Ia menambahkan, kebijakan nasional menegaskan seluruh situs resmi instansi pemerintah wajib memakai domain .go.id. Selain menjamin keaslian lembaga, domain ini juga mendukung transparansi, akuntabilitas, dan kepercayaan publik terhadap informasi yang disajikan.

“Kalau domain-nya saja komersial, bagaimana publik bisa yakin situs itu resmi milik pemerintah?” katanya.

Kini, pertanyaan publik bukan hanya mengapa situs itu tak aktif, tapi mengapa pemerintah diam. Tak ada penjelasan resmi dari Disparbud Fakfak soal alasan situs tak diperbarui. Tak ada keterangan apakah domain lupa diperpanjang, sedang diperbaiki, atau memang dibiarkan.

Ketiadaan komunikasi publik ini justru memperkuat kesan bahwa Pesona Fakfak hanya berhenti di seremoni tahunan tanpa strategi keberlanjutan. Padahal, promosi pariwisata tidak cukup dengan panggung hiburan dan baliho. Ia menuntut konsep, data, dan kontinuitas, hal yang justru absen dari program ini.

Fakfak memiliki potensi besar, teluk yang tenang, sejarah kota tua, dan julukan Kota Pala yang unik. Tapi potensi sebesar itu tak akan berarti tanpa pengelolaan yang konsisten. Tanpa arah digital yang jelas, Pesona Fakfak berisiko berubah menjadi paradoks, sebuah “pesona” yang justru kehilangan daya tariknya.
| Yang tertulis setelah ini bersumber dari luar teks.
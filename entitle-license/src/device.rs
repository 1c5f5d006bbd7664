//! Device identity for license binding.
//!
//! Resolves the stable per-installation identifier an activation is scoped
//! to. A hardware serial is preferred; without one, a random UUID is
//! generated on first run and persisted so it never changes afterwards.

use entitle_store::LicenseStore;
use entitle_types::DeviceId;
use serde::{Deserialize, Serialize};
use sha2::{Digest, Sha256};
use std::collections::HashMap;
use std::env;
use std::sync::{Arc, Mutex, PoisonError};
use tracing::{debug, info, warn};

/// Platform capability that may yield a hardware serial.
pub trait HardwareIdSource: Send + Sync {
    /// The raw hardware serial, or `None` if the platform does not expose one.
    /// Must not have side effects.
    fn hardware_serial(&self) -> Option<String>;
}

/// Reads the serial through the host platform's registry.
#[derive(Debug, Clone, Copy, Default)]
pub struct PlatformHardwareId;

impl HardwareIdSource for PlatformHardwareId {
    fn hardware_serial(&self) -> Option<String> {
        get_machine_serial()
    }
}

/// Never yields a serial; forces the generated-identifier path.
#[derive(Debug, Clone, Copy, Default)]
pub struct NoHardwareId;

impl HardwareIdSource for NoHardwareId {
    fn hardware_serial(&self) -> Option<String> {
        None
    }
}

/// Resolves and memoizes this installation's [`DeviceId`].
pub struct DeviceIdentity {
    store: LicenseStore,
    hardware: Arc<dyn HardwareIdSource>,
    resolved: Mutex<Option<DeviceId>>,
}

impl DeviceIdentity {
    /// Uses the platform hardware serial when available.
    pub fn new(store: LicenseStore) -> Self {
        Self::with_hardware(store, Arc::new(PlatformHardwareId))
    }

    /// Uses a custom hardware source.
    pub fn with_hardware(store: LicenseStore, hardware: Arc<dyn HardwareIdSource>) -> Self {
        Self {
            store,
            hardware,
            resolved: Mutex::new(None),
        }
    }

    /// Returns the device id. Always succeeds.
    ///
    /// Order: hashed hardware serial, then the persisted generated id, then a
    /// freshly generated UUID that is persisted before returning. If the
    /// write fails the id is still used for the rest of the run.
    pub fn resolve(&self) -> DeviceId {
        let mut resolved = self.resolved.lock().unwrap_or_else(PoisonError::into_inner);
        if let Some(id) = resolved.as_ref() {
            return id.clone();
        }

        let id = self.resolve_uncached();
        *resolved = Some(id.clone());
        id
    }

    fn resolve_uncached(&self) -> DeviceId {
        if let Some(serial) = self
            .hardware
            .hardware_serial()
            .map(|s| s.trim().to_string())
            .filter(|s| !s.is_empty())
        {
            debug!("Using hardware serial for device id");
            return fingerprint(&serial);
        }

        if let Some(id) = self.store.device_id() {
            return id;
        }

        let id = DeviceId::generate();
        match self.store.set_device_id(&id) {
            Ok(()) => info!("Generated new device id {id}"),
            Err(e) => warn!("Failed to persist generated device id {id}: {e}"),
        }
        id
    }
}

/// Hashes a hardware serial so the raw value never leaves the machine.
fn fingerprint(serial: &str) -> DeviceId {
    let mut hasher = Sha256::new();
    hasher.update(serial.as_bytes());
    let hash = hasher.finalize();
    DeviceId::from_raw(hex::encode(&hash[..16]))
}

/// Information about the current device, sent with an activation.
#[derive(Debug, Clone, Serialize, Deserialize)]
pub struct DeviceInfo {
    /// Operating system name.
    pub os_name: String,
    /// Operating system version.
    pub os_version: String,
    /// Hostname.
    pub hostname: String,
    /// CPU architecture.
    pub arch: String,
}

impl DeviceInfo {
    /// Collects information about the current device.
    #[must_use]
    pub fn collect() -> Self {
        Self {
            os_name: env::consts::OS.to_string(),
            os_version: get_os_version(),
            hostname: get_hostname(),
            arch: env::consts::ARCH.to_string(),
        }
    }

    /// Human-readable activation label.
    #[must_use]
    pub fn label(&self) -> String {
        self.hostname.clone()
    }

    /// Activation metadata, including the device id the server keys
    /// idempotent activations on.
    #[must_use]
    pub fn meta(&self, device_id: &DeviceId) -> HashMap<String, String> {
        HashMap::from([
            ("device_id".to_string(), device_id.to_string()),
            ("os".to_string(), self.os_name.clone()),
            ("os_version".to_string(), self.os_version.clone()),
            ("arch".to_string(), self.arch.clone()),
        ])
    }
}

/// Gets the machine hostname.
fn get_hostname() -> String {
    hostname::get()
        .ok()
        .and_then(|h| h.into_string().ok())
        .unwrap_or_else(|| "unknown".to_string())
}

/// Gets the OS version string.
fn get_os_version() -> String {
    #[cfg(target_os = "macos")]
    {
        std::process::Command::new("sw_vers")
            .arg("-productVersion")
            .output()
            .ok()
            .and_then(|o| String::from_utf8(o.stdout).ok())
            .map(|s| s.trim().to_string())
            .unwrap_or_else(|| "unknown".to_string())
    }

    #[cfg(target_os = "linux")]
    {
        std::fs::read_to_string("/etc/os-release")
            .ok()
            .and_then(|content| {
                content
                    .lines()
                    .find(|l| l.starts_with("VERSION_ID="))
                    .map(|l| {
                        l.trim_start_matches("VERSION_ID=")
                            .trim_matches('"')
                            .to_string()
                    })
            })
            .unwrap_or_else(|| "unknown".to_string())
    }

    #[cfg(not(any(target_os = "macos", target_os = "linux")))]
    {
        "unknown".to_string()
    }
}

/// Gets the hardware serial (platform-specific).
fn get_machine_serial() -> Option<String> {
    #[cfg(target_os = "macos")]
    {
        std::process::Command::new("ioreg")
            .args(["-rd1", "-c", "IOPlatformExpertDevice"])
            .output()
            .ok()
            .and_then(|o| String::from_utf8(o.stdout).ok())
            .and_then(|output| {
                output
                    .lines()
                    .find(|l| l.contains("IOPlatformSerialNumber"))
                    .and_then(|l| l.split('"').nth(3))
                    .map(String::from)
            })
    }

    #[cfg(target_os = "linux")]
    {
        std::fs::read_to_string("/etc/machine-id")
            .or_else(|_| std::fs::read_to_string("/var/lib/dbus/machine-id"))
            .ok()
            .map(|s| s.trim().to_string())
    }

    #[cfg(target_os = "windows")]
    {
        std::process::Command::new("reg")
            .args([
                "query",
                r"HKLM\SOFTWARE\Microsoft\Cryptography",
                "/v",
                "MachineGuid",
            ])
            .output()
            .ok()
            .and_then(|o| String::from_utf8(o.stdout).ok())
            .and_then(|output| {
                output
                    .lines()
                    .find(|l| l.contains("MachineGuid"))
                    .and_then(|l| l.split_whitespace().last())
                    .map(String::from)
            })
    }

    #[cfg(not(any(target_os = "macos", target_os = "windows", target_os = "linux")))]
    {
        None
    }
}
Kini, publik menunggu satu hal sederhana dari pemerintah daerah: kejelasan dan komitmen. Sebab, promosi pariwisata sejatinya bukan tentang pesta pembukaan dan seremonial, melainkan tentang keberlanjutan dan kepercayaan. Dan dua hal itu, sejauh ini, belum benar-benar hadir di Fakfak.

About Author

Comments are closed.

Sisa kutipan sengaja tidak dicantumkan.